Edit Rails Credentials

Next, we need to add the DigitalOcean Spaces API keys and credentials to Rails. Using Rails Credentials is a secure way to manage them in Rails 6. In your rails project directory, type rails credentials:edit You will see something like this if you've been using Rails Credentials with AWS already:

 aws:
   access_key_id: ACCESS_KEY_GOES_HERE
   secret_access_key: SECRET_ACCESS_KEY_GOES_HERE

Add your DigitalOcean Spaces information under a new digitalocean section in the file. You can delete the aws section later if it isn't needed.

 aws:
   access_key_id: ACCESS_KEY_GOES_HERE
   secret_access_key: SECRET_ACCESS_KEY_GOES_HERE

 digitalocean:
   access_key_id: ACCESS_KEY_GOES_HERE
   secret_access_key: SECRET_ACCESS_KEY_GOES_HERE
   endpoint: https://REGION.digitaloceanspaces.com
   region: REGION
   bucket: BUCKET_NAME

The access_key_id and secret_access_key are what you generated in the previous step. endpoint is from the URL of your Space. You can find it under the title of your Space if you remove the project. Include https:// in the config field. region can also be found in the URL of your Space. bucket is the name of your Space.

DigitalOcean Spaces endpoint screenshot

If you look closely, you can see a single space character before aws: and before digitalocean:. That space cost me an hour of my life. I'm not bitter.

Makes Rails Use DigitalOcean Spaces

Now we need to make ActiveStorage in Rails use the DigitalOcean Spaces information we just added to our Rails Credentials. To do that, we need to edit storage.yml.

digitalocean:
  service: S3
  access_key_id: <%= Rails.application.credentials.dig(:digitalocean, :access_key_id) %>
  secret_access_key: <%= Rails.application.credentials.dig(:digitalocean, :secret_access_key) %>
  region: <%= Rails.application.credentials.dig(:digitalocean, :region) %>
  bucket: <%= Rails.application.credentials.dig(:digitalocean, :bucket) %>
  endpoint: <%= Rails.application.credentials.dig(:digitalocean, :endpoint) %>

<%= Rails.application.credentials.dig(:digitalocean, :access_key_id) %> means look in the Rails credentials file, under the digitalocean section, for the access_key_id field. Edit those if you used different names than in this tutorial.

The service is still S3. That isn't a typo. It's because DigitalOcean Spaces has an API compatible with S3 and Rails hasn't made an official service name for Spaces yet. Make sure to remove or comment out the AWS/Amazon section of storage.yml if you were using it before.

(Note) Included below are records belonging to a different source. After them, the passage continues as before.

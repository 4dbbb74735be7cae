//! Metadata repository — one optional record per inventory entry.
//!
//! Absence of a row means "not yet processed", not "known empty".

use rusqlite::{params, Row};

use super::{Database, DatabaseError};

#[derive(Debug, Clone, Default)]
pub struct MetadataRow {
    pub file_id: String,
    pub width: Option<u32>,
    pub height: Option<u32>,
    pub date_taken: Option<String>,
    pub camera_make: Option<String>,
    pub camera_model: Option<String>,
    pub lens_model: Option<String>,
    pub gps_latitude: Option<f64>,
    pub gps_longitude: Option<f64>,
    pub iso: Option<u32>,
    pub exposure_time: Option<String>,
    pub f_number: Option<f64>,
    pub created_at: String,
}

impl MetadataRow {
    fn from_row(row: &Row<'_>) -> Result<Self, rusqlite::Error> {
        Ok(Self {
            file_id: row.get("file_id")?,
            width: row.get("width")?,
            height: row.get("height")?,
            date_taken: row.get("date_taken")?,
            camera_make: row.get("camera_make")?,
            camera_model: row.get("camera_model")?,
            lens_model: row.get("lens_model")?,
            gps_latitude: row.get("gps_latitude")?,
            gps_longitude: row.get("gps_longitude")?,
            iso: row.get("iso")?,
            exposure_time: row.get("exposure_time")?,
            f_number: row.get("f_number")?,
            created_at: row.get("created_at")?,
        })
    }
}

/// Inserts a batch of metadata records in one transaction.
///
/// `INSERT OR IGNORE` keeps the at-most-one-record invariant when two
/// writers extract the same file concurrently.
pub fn insert_batch(db: &Database, rows: &[MetadataRow]) -> Result<usize, DatabaseError> {
    if rows.is_empty() {
        return Ok(0);
    }
    db.with_conn(|conn| {
        let tx = conn.unchecked_transaction()?;
        let mut inserted = 0;
        {
            let mut stmt = tx.prepare_cached(
                "INSERT OR IGNORE INTO file_metadata (file_id, width, height, date_taken,
                 camera_make, camera_model, lens_model, gps_latitude, gps_longitude,
                 iso, exposure_time, f_number, created_at)
                 VALUES (?1, ?2, ?3, ?4, ?5, ?6, ?7, ?8, ?9, ?10, ?11, ?12, ?13)",
            )?;
            for row in rows {
                inserted += stmt.execute(params![
                    row.file_id,
                    row.width,
                    row.height,
                    row.date_taken,
                    row.camera_make,
                    row.camera_model,
                    row.lens_model,
                    row.gps_latitude,
                    row.gps_longitude,
                    row.iso,
                    row.exposure_time,
                    row.f_number,
                    row.created_at,
                ])?;
            }
        }
        tx.commit()?;
        Ok(inserted)
    })
}

/// Finds the metadata record for a file, if extracted.
pub fn find_by_file_id(db: &Database, file_id: &str) -> Result<Option<MetadataRow>, DatabaseError> {
    db.with_conn(|conn| {
        let mut stmt = conn.prepare("SELECT * FROM file_metadata WHERE file_id = ?1")?;
        let mut rows = stmt.query_map(params![file_id], MetadataRow::from_row)?;
        match rows.next() {
            Some(Ok(row)) => Ok(Some(row)),
            Some(Err(e)) => Err(DatabaseError::Sqlite(e)),
            None => Ok(None),
        }
    })
}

Then, we need to edit our environments to use DigitalOcean Spaces. I would recommend editing development.rb first to test your changes. Most likely you'll want to set it to store files on your local disk, but for testing, we can set it to use DigitalOcean Spaces. That way, we won't have to test in the production environment.

Update this line in development.rb

  config.active_storage.service = :digitalocean

It is set to :digitalocean because that's what we defined in storage.yml

Test to make sure it works, then update the same line in production.rb

You probably want to change it back to store locally for the development environment. Change it to :local in development.rb to do that.

  config.active_storage.service = :local

That's it. That's all it takes to migrate a Rails 6 project from AWS S3 to DigitalOcean Spaces.